The purpose of this medical history questionnaire is to find out if you should be examined by a doctor before participating in recreational scuba diving. A positive response to a question does not necessarily disqualify you from diving. A positive response means that there is a pre-existing condition that may affect your safety while diving and you must seek the advice of a physician.
Please answer the following questions on your past and present medical history with a YES or NO. If you are not sure, answer YES. If any of these items apply to you, we must request that you consult with a physician prior to participating in scuba diving. You can download the PADI Medical Statement and Guidelines for Recreational Scuba Diver’s Physical Examination document to take to your physician.
_____ Could you be pregnant, or are you attempting to become pregnant?
_____ Are you presently taking prescription medications? (with the exception of birth control or anti-malarial)

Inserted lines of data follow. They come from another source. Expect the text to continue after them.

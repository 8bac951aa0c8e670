use criterion::{BenchmarkId, Criterion, criterion_group, criterion_main};
use minefield_core::*;
use std::hint::black_box;

fn bench_generate(c: &mut Criterion) {
    let mut group = c.benchmark_group("generate");
    for difficulty in Difficulty::ALL {
        let config = difficulty.config();
        group.bench_with_input(BenchmarkId::from_parameter(difficulty), &config, |b, &config| {
            let mut seed = 0u64;
            b.iter(|| {
                seed = seed.wrapping_add(1);
                black_box(RandomBoardGenerator::new(seed).generate(config))
            });
        });
    }
    group.finish();
}

fn bench_open_board(c: &mut Criterion) {
    let board = Board::from_mine_coords((16, 30), &[(15, 29)]).expect("valid layout");
    c.bench_function("reveal/flood_16x30", |b| {
        b.iter_batched(
            || Game::with_board(Difficulty::Hard, board.clone()),
            |mut game| black_box(game.reveal((0, 0))),
            criterion::BatchSize::SmallInput,
        );
    });
}

criterion_group!(benches, bench_generate, bench_open_board);
criterion_main!(benches);
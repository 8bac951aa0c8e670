#![no_std]

extern crate alloc;

use serde::{Deserialize, Serialize};

pub use board::*;
pub use cell::*;
pub use difficulty::*;
pub use error::*;
pub use game::*;
pub use generator::*;
pub use types::*;

mod board;
mod cell;
mod difficulty;
mod error;
mod game;
mod generator;
mod types;

/// Dimensions and mine count of a board.
#[derive(Copy, Clone, Debug, PartialEq, Eq, Serialize, Deserialize)]
pub struct BoardConfig {
    pub size: Coord2,
    pub mines: CellCount,
}

impl BoardConfig {
    pub const fn new_unchecked(size: Coord2, mines: CellCount) -> Self {
        Self { size, mines }
    }

    /// Accepts any non-empty grid that leaves at least one safe cell.
    pub fn new(size: Coord2, mines: CellCount) -> Result<Self> {
        let config = Self::new_unchecked(size, mines);
        config.validate()?;
        Ok(config)
    }

    pub fn validate(&self) -> Result<()> {
        let (rows, cols) = self.size;
        if rows == 0 || cols == 0 || self.mines >= self.total_cells() {
            return Err(GameError::InvalidConfiguration {
                rows,
                cols,
                mines: self.mines,
            });
        }
        Ok(())
    }

    /// Never overflows, `Coord::MAX` squared still fits a `CellCount`.
    pub const fn total_cells(&self) -> CellCount {
        self.size.0 as CellCount * self.size.1 as CellCount
    }
}

/// Result of a flag toggle; ignored moves report `NoChange`.
#[derive(Copy, Clone, Debug, PartialEq, Eq)]
pub enum MarkOutcome {
    NoChange,
    Changed,
}

impl MarkOutcome {
    pub const fn has_update(self) -> bool {
        matches!(self, Self::Changed)
    }
}

/// Result of a reveal; ignored moves report `NoChange`.
#[derive(Copy, Clone, Debug, PartialEq, Eq)]
pub enum RevealOutcome {
    NoChange,
    Revealed,
    HitMine,
    Won,
}

impl RevealOutcome {
    pub const fn has_update(self) -> bool {
        !matches!(self, Self::NoChange)
    }

    /// Whether this move ended the game.
    pub const fn ends_game(self) -> bool {
        matches!(self, Self::HitMine | Self::Won)
    }
}

#[cfg(test)]
mod tests {
    use super::*;

    #[test]
    fn config_rejects_degenerate_boards() {
        assert!(BoardConfig::new((0, 8), 0).is_err());
        assert!(BoardConfig::new((8, 0), 0).is_err());
        assert!(BoardConfig::new((2, 2), 4).is_err());
        assert!(BoardConfig::new((2, 2), 3).is_ok());
        assert!(BoardConfig::new((1, 1), 0).is_ok());
    }

    #[test]
    fn config_error_carries_request() {
        assert_eq!(
            BoardConfig::new((3, 3), 9),
            Err(GameError::InvalidConfiguration {
                rows: 3,
                cols: 3,
                mines: 9
            })
        );
    }

    #[test]
    fn only_no_change_skips_redraw() {
        assert!(!RevealOutcome::NoChange.has_update());
        assert!(RevealOutcome::HitMine.has_update());
        assert!(!MarkOutcome::NoChange.has_update());
        assert!(MarkOutcome::Changed.has_update());
    }

    #[test]
    fn terminal_outcomes() {
        assert!(RevealOutcome::Won.ends_game());
        assert!(RevealOutcome::HitMine.ends_game());
        assert!(!RevealOutcome::Revealed.ends_game());
        assert!(!RevealOutcome::NoChange.ends_game());
    }
}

_____ Are you over 45 years of age and can answer YES to one or more of the following?
• currently smoke a pipe, cigars or cigarettes
• have a high cholesterol level
• have a family history of heart attack or stroke
• are currently receiving medical care
• high blood pressure
• diabetes mellitus, even if controlled by diet alone
Have you ever had or do you currently have…
_____ Asthma, or wheezing with breathing, or wheezing with exercise?
_____ Frequent or severe attacks of hayfever or allergy?
_____ Frequent colds, sinusitis or bronchitis?
_____ Any form of lung disease?
_____ Pneumothorax (collapsed lung)?
_____ Other chest disease or chest surgery?
_____ Behavioural health, mental or psychological problems (Panic attack, fear of closed or open spaces)?
_____ Epilepsy, seizures, convulsions or take medications to prevent them?
_____ Recurring complicated migraine headaches or take medications to prevent them?
_____ Blackouts or fainting (full/partial loss of consciousness)?
_____ Frequent or severe suffering from motion sickness (seasick, carsick, etc.)?
_____ Dysentery or dehydration requiring medical intervention?
_____ Any dive accidents or decompression sickness?
_____ Inability to perform moderate exercise (example: walk 1.6 km/one mile within 12 mins.)?
_____ Head injury with loss of consciousness in the past five years?
_____ Recurrent back problems?
_____ Back or spinal surgery?
_____ Back, arm or leg problems following surgery, injury or fracture?
_____ High blood pressure or take medicine to control blood pressure?
_____ Heart disease?
_____ Heart attack?
_____ Angina, heart surgery or blood vessel surgery?
_____ Sinus surgery?
_____ Ear disease or surgery, hearing loss or problems with balance?
_____ Recurrent ear problems?
_____ Bleeding or other blood disorders?
_____ Ulcers or ulcer surgery ?
_____ A colostomy or ileostomy?
_____ Recreational drug use or treatment for, or alcoholism in the past five years?
The information I have provided about my medical history is accurate to the best of my knowledge.
I agree to accept responsibility for omissions regarding my failure to disclose any existing or past health condition.